• [Brief] Note each line of the listing that contains the string "parse", and copy it.

• [Data extracts]
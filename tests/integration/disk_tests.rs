use serde_json::json;
use tierkv::backend::TierId;
use tierkv::test_utils::fixtures::DiskFixture;
use tierkv::writer::WritePath;

#[tokio::test]
async fn values_survive_a_new_engine() {
    let fixture = DiskFixture::new();
    let engine = fixture.engine();
    assert_eq!(engine.selected_tier(), TierId::ExtensionPersistent);

    let receipt = engine
        .save("petPresets", &json!({"farm": {"slots": [1, 2]}}))
        .await
        .unwrap();
    assert!(receipt.mirrored);
    drop(engine);

    let engine = fixture.engine();
    let winner = engine.load_detailed("petPresets").unwrap();
    assert_eq!(winner.origin, TierId::ExtensionPersistent);
    assert_eq!(winner.value, json!({"farm": {"slots": [1, 2]}}));

    let page = std::fs::read_to_string(fixture.data_dir.join("page.json")).unwrap();
    assert!(page.contains("NS_petPresets"));
}

#[tokio::test]
async fn page_tier_serves_when_extension_is_disabled() {
    let mut fixture = DiskFixture::new();
    fixture.config.tiers.extension = false;
    let engine = fixture.engine();
    assert_eq!(engine.selected_tier(), TierId::PagePrimary);

    let receipt = engine.save("settings", &json!({"theme": "dark"})).await.unwrap();
    assert_eq!(receipt.path, WritePath::Fallback);
    assert!(!fixture.data_dir.join("extension.db").exists());
    assert_eq!(engine.load_namespaced("settings", json!(null)), json!({"theme": "dark"}));
}

#[tokio::test]
async fn migration_moves_page_data_once() {
    let mut fixture = DiskFixture::new();
    fixture.config.tiers.extension = false;
    let page_only = fixture.engine();
    page_only.save("hotkeys", &json!({"save": "ctrl+s"})).await.unwrap();
    drop(page_only);

    fixture.config.tiers.extension = true;
    let engine = fixture.engine();
    assert_eq!(engine.migration_status().unwrap(), None);

    let report = engine.migrate_to_persistent().unwrap();
    assert!(!report.already_completed);
    assert_eq!(report.migrated, vec!["NS_hotkeys".to_string()]);
    assert!(report.failed.is_empty());

    let winner = engine.load_detailed("hotkeys").unwrap();
    assert_eq!(winner.origin, TierId::ExtensionPersistent);
    assert_eq!(winner.value, json!({"save": "ctrl+s"}));

    let stats = engine.migration_status().unwrap().unwrap();
    assert_eq!(stats.migrated_count, 1);

    let again = engine.migrate_to_persistent().unwrap();
    assert!(again.already_completed);
    assert!(again.migrated.is_empty());
}

#[tokio::test]
async fn page_quota_is_enforced_on_disk() {
    let mut fixture = DiskFixture::new();
    fixture.config.tiers.extension = false;
    fixture.config.tiers.page_quota_bytes = 256;
    let engine = fixture.engine();

    let big = "x".repeat(512);
    let err = engine.save("data", &json!({ "blob": big })).await.unwrap_err();
    assert!(err.is_quota());
}
use std::collections::BTreeMap;
use std::path::{Path, PathBuf};

use serde::{Deserialize, Serialize};

use crate::error::{Result, StoreError};
use crate::schema::Shape;

/// Environment variable naming an explicit config file.
pub const CONFIG_ENV: &str = "TIERKV_CONFIG";

#[derive(Debug, Clone, Serialize, Deserialize)]
pub struct Config {
    #[serde(default)]
    pub storage: StorageConfig,
    #[serde(default)]
    pub tiers: TiersConfig,
    #[serde(default)]
    pub write: WriteConfig,
    #[serde(default)]
    pub logs: LogsConfig,
    #[serde(default)]
    pub reconcile: ReconcileConfig,
    #[serde(default = "default_shapes")]
    pub shapes: BTreeMap<String, Shape>,
}

impl Default for Config {
    fn default() -> Self {
        Self {
            storage: StorageConfig::default(),
            tiers: TiersConfig::default(),
            write: WriteConfig::default(),
            logs: LogsConfig::default(),
            reconcile: ReconcileConfig::default(),
            shapes: default_shapes(),
        }
    }
}

impl Config {
    /// Defaults, then the global and data-dir config files (or only the
    /// explicit file when one is given), then `TIERKV_*` overrides.
    pub fn load(explicit_path: Option<&Path>, data_dir: &Path) -> Result<Self> {
        let mut config = Self::default();

        let explicit = explicit_path
            .map(PathBuf::from)
            .or_else(|| std::env::var(CONFIG_ENV).ok().map(PathBuf::from));

        if let Some(path) = explicit {
            match Self::load_patch(&path)? {
                Some(patch) => config.merge_patch(patch),
                None => return Err(StoreError::ConfigNotFound(path.display().to_string())),
            }
        } else {
            if let Some(global) = Self::load_global()? {
                config.merge_patch(global);
            }
            if let Some(local) = Self::load_patch(&data_dir.join("config.toml"))? {
                config.merge_patch(local);
            }
        }

        config.apply_env_overrides()?;
        config.validate()?;

        Ok(config)
    }

    fn load_global() -> Result<Option<ConfigPatch>> {
        match dirs::config_dir() {
            Some(dir) => Self::load_patch(&dir.join("tierkv/config.toml")),
            None => Ok(None),
        }
    }

    fn load_patch(path: &Path) -> Result<Option<ConfigPatch>> {
        if !path.exists() {
            return Ok(None);
        }

        let raw = std::fs::read_to_string(path)
            .map_err(|err| StoreError::Config(format!("read config {}: {err}", path.display())))?;
        let patch = toml::from_str(&raw)
            .map_err(|err| StoreError::Config(format!("parse config {}: {err}", path.display())))?;
        Ok(Some(patch))
    }

    fn merge_patch(&mut self, patch: ConfigPatch) {
        if let Some(patch) = patch.storage {
            self.storage.merge(patch);
        }
        if let Some(patch) = patch.tiers {
            self.tiers.merge(patch);
        }
        if let Some(patch) = patch.write {
            self.write.merge(patch);
        }
        if let Some(patch) = patch.logs {
            self.logs.merge(patch);
        }
        if let Some(patch) = patch.reconcile {
            self.reconcile.merge(patch);
        }
        if let Some(shapes) = patch.shapes {
            self.shapes.extend(shapes);
        }
    }

    fn apply_env_overrides(&mut self) -> Result<()> {
        if let Some(value) = env_string("TIERKV_NAMESPACE_PREFIX") {
            self.storage.namespace_prefix = value;
        }

        if let Some(value) = env_bool("TIERKV_TIERS_EXTENSION") {
            self.tiers.extension = value;
        }
        if let Some(value) = env_bool("TIERKV_TIERS_PAGE_PRIMARY") {
            self.tiers.page_primary = value;
        }
        if let Some(value) = env_bool("TIERKV_TIERS_PAGE_SECONDARY") {
            self.tiers.page_secondary = value;
        }
        if let Some(value) = env_bool("TIERKV_TIERS_SESSION") {
            self.tiers.session = value;
        }
        if let Some(value) = env_u64("TIERKV_TIERS_PAGE_QUOTA_BYTES")? {
            self.tiers.page_quota_bytes = value;
        }
        if let Some(value) = env_string("TIERKV_SESSION_ID") {
            self.tiers.session_id = value;
        }

        if let Some(value) = env_u32("TIERKV_WRITE_MAX_ATTEMPTS")? {
            self.write.max_attempts = value;
        }
        if let Some(value) = env_u64("TIERKV_WRITE_RETRY_DELAY_MS")? {
            self.write.retry_delay_ms = value;
        }
        if let Some(values) = env_list("TIERKV_WRITE_CRITICAL_KEYS") {
            self.write.critical_keys = values;
        }
        if let Some(values) = env_list("TIERKV_WRITE_DISPOSABLE_KEYS") {
            self.write.disposable_keys = values;
        }

        if let Some(values) = env_list("TIERKV_LOGS_KEYS") {
            self.logs.keys = values;
        }
        if let Some(value) = env_u32("TIERKV_LOGS_MAX_IN_MAIN")? {
            self.logs.max_in_main = value as usize;
        }
        if let Some(value) = env_u32("TIERKV_LOGS_MAX_IN_STORAGE")? {
            self.logs.max_in_storage = value as usize;
        }

        if let Some(values) = env_list("TIERKV_RECONCILE_KEYS") {
            self.reconcile.keys = values;
        }

        Ok(())
    }

    fn validate(&self) -> Result<()> {
        if self.storage.namespace_prefix.is_empty() {
            return Err(StoreError::Config(
                "storage.namespace_prefix must not be empty".to_string(),
            ));
        }
        if self.write.max_attempts == 0 {
            return Err(StoreError::Config(
                "write.max_attempts must be at least 1".to_string(),
            ));
        }
        if self.logs.archive_suffix.is_empty() {
            return Err(StoreError::Config(
                "logs.archive_suffix must not be empty".to_string(),
            ));
        }
        if self.logs.max_in_main == 0 || self.logs.max_in_storage == 0 {
            return Err(StoreError::Config(
                "logs.max_in_main and logs.max_in_storage must be positive".to_string(),
            ));
        }
        Ok(())
    }
}

#[derive(Debug, Clone, Serialize, Deserialize)]
pub struct StorageConfig {
    /// Prefix every logical key must carry.
    pub namespace_prefix: String,
    /// Unprefixed key under which tombstones are persisted.
    pub tombstone_key: String,
    /// Unprefixed key of the one-shot migration flag.
    pub migration_flag_key: String,
}

impl Default for StorageConfig {
    fn default() -> Self {
        Self {
            namespace_prefix: "NS_".to_string(),
            tombstone_key: "tombstones".to_string(),
            migration_flag_key: "migration_completed".to_string(),
        }
    }
}

impl StorageConfig {
    fn merge(&mut self, patch: StoragePatch) {
        if let Some(value) = patch.namespace_prefix {
            self.namespace_prefix = value;
        }
        if let Some(value) = patch.tombstone_key {
            self.tombstone_key = value;
        }
        if let Some(value) = patch.migration_flag_key {
            self.migration_flag_key = value;
        }
    }
}

#[derive(Debug, Clone, Serialize, Deserialize)]
pub struct TiersConfig {
    pub extension: bool,
    pub page_primary: bool,
    pub page_secondary: bool,
    pub session: bool,
    /// Size cap for each page-scoped document.
    pub page_quota_bytes: u64,
    /// Names the session-scoped document; a new id starts an empty session.
    pub session_id: String,
}

impl Default for TiersConfig {
    fn default() -> Self {
        Self {
            extension: true,
            page_primary: true,
            page_secondary: true,
            session: true,
            page_quota_bytes: 5 * 1024 * 1024,
            session_id: "default".to_string(),
        }
    }
}

impl TiersConfig {
    fn merge(&mut self, patch: TiersPatch) {
        if let Some(value) = patch.extension {
            self.extension = value;
        }
        if let Some(value) = patch.page_primary {
            self.page_primary = value;
        }
        if let Some(value) = patch.page_secondary {
            self.page_secondary = value;
        }
        if let Some(value) = patch.session {
            self.session = value;
        }
        if let Some(value) = patch.page_quota_bytes {
            self.page_quota_bytes = value;
        }
        if let Some(value) = patch.session_id {
            self.session_id = value;
        }
    }
}

#[derive(Debug, Clone, Serialize, Deserialize)]
pub struct WriteConfig {
    /// Total attempts per save, first try included.
    pub max_attempts: u32,
    /// Fixed pause between attempts.
    pub retry_delay_ms: u64,
    /// Unprefixed keys whose final save failure is surfaced to the user.
    pub critical_keys: Vec<String>,
    /// Unprefixed cache keys purged when a tier runs out of quota.
    pub disposable_keys: Vec<String>,
}

impl Default for WriteConfig {
    fn default() -> Self {
        Self {
            max_attempts: 3,
            retry_delay_ms: 100,
            critical_keys: vec!["petPresets".to_string(), "seedsToDelete".to_string()],
            disposable_keys: vec![
                "console-history".to_string(),
                "debug-cache".to_string(),
                "temp-cache".to_string(),
            ],
        }
    }
}

impl WriteConfig {
    fn merge(&mut self, patch: WritePatch) {
        if let Some(value) = patch.max_attempts {
            self.max_attempts = value;
        }
        if let Some(value) = patch.retry_delay_ms {
            self.retry_delay_ms = value;
        }
        if let Some(value) = patch.critical_keys {
            self.critical_keys = value;
        }
        if let Some(value) = patch.disposable_keys {
            self.disposable_keys = value;
        }
    }
}

#[derive(Debug, Clone, Serialize, Deserialize)]
pub struct LogsConfig {
    /// Unprefixed keys holding append-only log collections.
    pub keys: Vec<String>,
    pub archive_suffix: String,
    /// Records kept under the main key; older ones move to the archive.
    pub max_in_main: usize,
    /// Cap on the archive companion.
    pub max_in_storage: usize,
}

impl Default for LogsConfig {
    fn default() -> Self {
        Self {
            keys: vec!["petAbilityLogs".to_string()],
            archive_suffix: "_archive".to_string(),
            max_in_main: 1000,
            max_in_storage: 10_000,
        }
    }
}

impl LogsConfig {
    fn merge(&mut self, patch: LogsPatch) {
        if let Some(value) = patch.keys {
            self.keys = value;
        }
        if let Some(value) = patch.archive_suffix {
            self.archive_suffix = value;
        }
        if let Some(value) = patch.max_in_main {
            self.max_in_main = value;
        }
        if let Some(value) = patch.max_in_storage {
            self.max_in_storage = value;
        }
    }
}

#[derive(Debug, Clone, Serialize, Deserialize)]
pub struct ReconcileConfig {
    /// Unprefixed keys visited by a reconcile pass, export and migration.
    pub keys: Vec<String>,
}

impl Default for ReconcileConfig {
    fn default() -> Self {
        Self {
            keys: [
                "data",
                "settings",
                "petPresets",
                "petPresetsOrder",
                "petAbilityLogs",
                "petAbilityLogs_archive",
                "seedsToDelete",
                "autoDeleteEnabled",
                "filterMode",
                "abilityFilters",
                "customMode",
                "petFilters",
                "petPresetHotkeys",
                "hotkeys",
                "overlayPositions",
            ]
            .into_iter()
            .map(String::from)
            .collect(),
        }
    }
}

impl ReconcileConfig {
    fn merge(&mut self, patch: ReconcilePatch) {
        if let Some(value) = patch.keys {
            self.keys = value;
        }
    }
}

/// Declared value shapes of the well-known keys. Unlisted keys accept any
/// shape.
fn default_shapes() -> BTreeMap<String, Shape> {
    [
        ("data", Shape::Map),
        ("settings", Shape::Map),
        ("petPresets", Shape::Map),
        ("petPresetsOrder", Shape::List),
        ("petAbilityLogs", Shape::List),
        ("petAbilityLogs_archive", Shape::List),
        ("seedsToDelete", Shape::List),
        ("autoDeleteEnabled", Shape::Scalar),
        ("filterMode", Shape::Scalar),
        ("abilityFilters", Shape::Map),
        ("petFilters", Shape::Map),
        ("petPresetHotkeys", Shape::Map),
        ("hotkeys", Shape::Map),
        ("overlayPositions", Shape::Map),
    ]
    .into_iter()
    .map(|(key, shape)| (key.to_string(), shape))
    .collect()
}

#[derive(Debug, Clone, Default, Deserialize)]
struct ConfigPatch {
    pub storage: Option<StoragePatch>,
    pub tiers: Option<TiersPatch>,
    pub write: Option<WritePatch>,
    pub logs: Option<LogsPatch>,
    pub reconcile: Option<ReconcilePatch>,
    pub shapes: Option<BTreeMap<String, Shape>>,
}

#[derive(Debug, Clone, Default, Deserialize)]
struct StoragePatch {
    pub namespace_prefix: Option<String>,
    pub tombstone_key: Option<String>,
    pub migration_flag_key: Option<String>,
}

#[derive(Debug, Clone, Default, Deserialize)]
struct TiersPatch {
    pub extension: Option<bool>,
    pub page_primary: Option<bool>,
    pub page_secondary: Option<bool>,
    pub session: Option<bool>,
    pub page_quota_bytes: Option<u64>,
    pub session_id: Option<String>,
}

#[derive(Debug, Clone, Default, Deserialize)]
struct WritePatch {
    pub max_attempts: Option<u32>,
    pub retry_delay_ms: Option<u64>,
    pub critical_keys: Option<Vec<String>>,
    pub disposable_keys: Option<Vec<String>>,
}

#[derive(Debug, Clone, Default, Deserialize)]
struct LogsPatch {
    pub keys: Option<Vec<String>>,
    pub archive_suffix: Option<String>,
    pub max_in_main: Option<usize>,
    pub max_in_storage: Option<usize>,
}

#[derive(Debug, Clone, Default, Deserialize)]
struct ReconcilePatch {
    pub keys: Option<Vec<String>>,
}

fn env_string(key: &str) -> Option<String> {
    std::env::var(key).ok()
}

fn env_bool(key: &str) -> Option<bool> {
    std::env::var(key).ok().map(|value| {
        matches!(
            value.to_lowercase().as_str(),
            "1" | "true" | "yes" | "on"
        )
    })
}

fn env_u32(key: &str) -> Result<Option<u32>> {
    match std::env::var(key) {
        Ok(value) => value.parse::<u32>().map(Some).map_err(|err| {
            StoreError::Config(format!("invalid {key} value {value}: {err}"))
        }),
        Err(_) => Ok(None),
    }
}

fn env_u64(key: &str) -> Result<Option<u64>> {
    match std::env::var(key) {
        Ok(value) => value.parse::<u64>().map(Some).map_err(|err| {
            StoreError::Config(format!("invalid {key} value {value}: {err}"))
        }),
        Err(_) => Ok(None),
    }
}

fn env_list(key: &str) -> Option<Vec<String>> {
    std::env::var(key).ok().map(|value| {
        value
            .split(',')
            .map(str::trim)
            .filter(|entry| !entry.is_empty())
            .map(ToString::to_string)
            .collect()
    })
}
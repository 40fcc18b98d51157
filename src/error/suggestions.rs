//! Context-aware error suggestions.
//!
//! Complements the static suggestions in the `codes` module. The writer's
//! critical-key alert reuses these so the user sees the same remediation
//! text in logs and in robot output.

use serde_json::Value;

use super::codes::ErrorCode;

/// Generate a context-aware suggestion for an error.
pub fn suggest_for_error(code: ErrorCode, context: Option<&Value>) -> String {
    match code {
        ErrorCode::WriteVerificationFailed | ErrorCode::WriteFailed => {
            suggest_write_failed(code, context)
        }
        ErrorCode::QuotaExceeded => suggest_quota_exceeded(context),
        ErrorCode::TierUnavailable => suggest_tier_unavailable(context),
        ErrorCode::NamespaceViolation => suggest_namespace(context),
        _ => code.suggestion().to_string(),
    }
}

fn context_str<'a>(context: Option<&'a Value>, field: &str) -> Option<&'a str> {
    context.and_then(|c| c.get(field)).and_then(Value::as_str)
}

fn suggest_write_failed(code: ErrorCode, context: Option<&Value>) -> String {
    let Some(key) = context_str(context, "key") else {
        return code.suggestion().to_string();
    };
    let attempts = context
        .and_then(|c| c.get("attempts"))
        .and_then(Value::as_u64)
        .unwrap_or(0);

    format!(
        "Saving '{key}' did not persist after {attempts} attempt(s). Try:\n  \
         - `tierkv export --output backup.json` to keep a copy of your data\n  \
         - `tierkv probe` to check which storage tiers are reachable\n  \
         - `tierkv health` to look for a full quota"
    )
}

fn suggest_quota_exceeded(context: Option<&Value>) -> String {
    match context_str(context, "key") {
        Some(key) => format!(
            "Storage is full while saving '{key}'. Disposable caches were already purged. \
             Remove old log archives with `tierkv hard-clear <key>` or raise `tiers.page_quota_bytes`"
        ),
        None => ErrorCode::QuotaExceeded.suggestion().to_string(),
    }
}

fn suggest_tier_unavailable(context: Option<&Value>) -> String {
    match context_str(context, "tier") {
        Some(tier) => format!(
            "The {tier} tier is not usable. Values are routed to the next tier. \
             Check `tiers.*` in `tierkv config` if this tier should be enabled"
        ),
        None => ErrorCode::TierUnavailable.suggestion().to_string(),
    }
}

fn suggest_namespace(context: Option<&Value>) -> String {
    match context_str(context, "prefix") {
        Some(prefix) => format!("Prefix the key with '{prefix}'"),
        None => ErrorCode::NamespaceViolation.suggestion().to_string(),
    }
}
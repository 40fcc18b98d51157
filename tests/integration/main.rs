//! Integration test suite entry point.

mod backup_tests;
mod diagnostics_tests;
mod disk_tests;
mod reconcile_tests;
mod tombstone_tests;
mod writer_tests;
pub mod app;
pub mod backend;
pub mod backup;
pub mod cli;
pub mod config;
pub mod diagnostics;
pub mod engine;
pub mod error;
pub mod facade;
pub mod key;
pub mod loader;
pub mod logs;
pub mod migrate;
pub mod probe;
pub mod reconcile;
pub mod schema;
pub mod test_utils;
pub mod tombstone;
pub mod writer;

pub use engine::{EngineBuilder, StorageEngine};
pub use error::{Result, StoreError};

/// Package version from Cargo.toml.
pub const VERSION: &str = env!("CARGO_PKG_VERSION");
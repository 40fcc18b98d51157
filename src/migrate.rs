//! One-shot copy of registry keys from the primary page tier into the
//! extension tier, guarded by a completion flag.

use std::sync::Arc;

use chrono::{DateTime, Utc};
use serde::{Deserialize, Serialize};
use tracing::{debug, error, info};

use crate::backend::Backend;
use crate::error::Result;
use crate::key::LogicalKey;

#[derive(Debug, Clone, PartialEq, Eq, Serialize, Deserialize)]
pub struct MigrationFailure {
    pub key: String,
    pub reason: String,
}

/// Summary persisted next to the completion flag.
#[derive(Debug, Clone, PartialEq, Eq, Serialize, Deserialize)]
pub struct MigrationStats {
    pub migrated_count: usize,
    pub total_bytes: usize,
    pub completed_at: DateTime<Utc>,
}

#[derive(Debug, Clone, Default, Serialize)]
pub struct MigrationReport {
    pub already_completed: bool,
    pub migrated: Vec<String>,
    /// Keys the extension tier already held.
    pub kept: Vec<String>,
    pub failed: Vec<MigrationFailure>,
    pub total_bytes: usize,
    #[serde(skip_serializing_if = "Option::is_none")]
    pub stats: Option<MigrationStats>,
}

pub struct Migrator {
    source: Arc<dyn Backend>,
    target: Arc<dyn Backend>,
    keys: Vec<LogicalKey>,
    flag_key: LogicalKey,
    stats_key: LogicalKey,
}

impl Migrator {
    #[must_use]
    pub fn new(
        source: Arc<dyn Backend>,
        target: Arc<dyn Backend>,
        keys: Vec<LogicalKey>,
        prefix: &str,
        flag: &str,
    ) -> Self {
        Self {
            source,
            target,
            keys,
            flag_key: LogicalKey::prefixed(flag, prefix),
            stats_key: LogicalKey::prefixed("migration_stats", prefix),
        }
    }

    /// Whether a previous run set the completion flag. Accepts both the
    /// JSON boolean and the quoted string form.
    pub fn is_completed(&self) -> Result<bool> {
        Ok(matches!(
            self.target.get(self.flag_key.as_str())?.as_deref().map(str::trim),
            Some("true" | "\"true\"")
        ))
    }

    /// Stats of the completed run, if any.
    pub fn status(&self) -> Result<Option<MigrationStats>> {
        Ok(self
            .target
            .get(self.stats_key.as_str())?
            .and_then(|raw| serde_json::from_str(&raw).ok()))
    }

    pub fn run(&self) -> Result<MigrationReport> {
        if self.is_completed()? {
            info!("migration already completed, skipping");
            return Ok(MigrationReport {
                already_completed: true,
                stats: self.status()?,
                ..MigrationReport::default()
            });
        }

        let mut report = MigrationReport::default();
        for key in &self.keys {
            match self.migrate_key(key) {
                Ok(Some(bytes)) => {
                    report.total_bytes += bytes;
                    report.migrated.push(key.to_string());
                }
                Ok(None) => report.kept.push(key.to_string()),
                Err(reason) => {
                    error!(key = %key, reason = %reason, "migration failed, page copy kept");
                    report.failed.push(MigrationFailure {
                        key: key.to_string(),
                        reason,
                    });
                }
            }
        }

        let stats = MigrationStats {
            migrated_count: report.migrated.len(),
            total_bytes: report.total_bytes,
            completed_at: Utc::now(),
        };
        self.target.set(self.flag_key.as_str(), "true")?;
        self.target
            .set(self.stats_key.as_str(), &serde_json::to_string(&stats)?)?;
        info!(
            migrated = stats.migrated_count,
            bytes = stats.total_bytes,
            failed = report.failed.len(),
            "migration completed"
        );
        report.stats = Some(stats);
        Ok(report)
    }

    /// `Some(bytes)` when the key was copied, `None` when there was nothing
    /// to copy or the target already held it.
    fn migrate_key(&self, key: &LogicalKey) -> std::result::Result<Option<usize>, String> {
        let raw = match self.source.get(key.as_str()).map_err(|e| e.to_string())? {
            Some(raw) if !raw.trim().is_empty() => raw,
            _ => {
                debug!(key = %key, "nothing to migrate");
                return Ok(None);
            }
        };
        if self
            .target
            .get(key.as_str())
            .map_err(|e| e.to_string())?
            .is_some_and(|existing| !existing.trim().is_empty())
        {
            debug!(key = %key, "extension tier already holds key");
            return Ok(None);
        }

        self.target
            .set(key.as_str(), &raw)
            .map_err(|e| e.to_string())?;
        let verified = self.target.get(key.as_str()).map_err(|e| e.to_string())?;
        if verified.as_deref() != Some(raw.as_str()) {
            return Err("verification failed".to_string());
        }
        self.source
            .remove(key.as_str())
            .map_err(|e| e.to_string())?;
        info!(key = %key, bytes = raw.len(), "migrated");
        Ok(Some(raw.len()))
    }
}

• [Answer for the task]
            .map_err(|err| StoreError::Config(format!("parse config {}: {err}", path.display())))?;
        Ok(value) => value.parse::<u32>().map(Some).map_err(|err| {
        Ok(value) => value.parse::<u64>().map(Some).map_err(|err| {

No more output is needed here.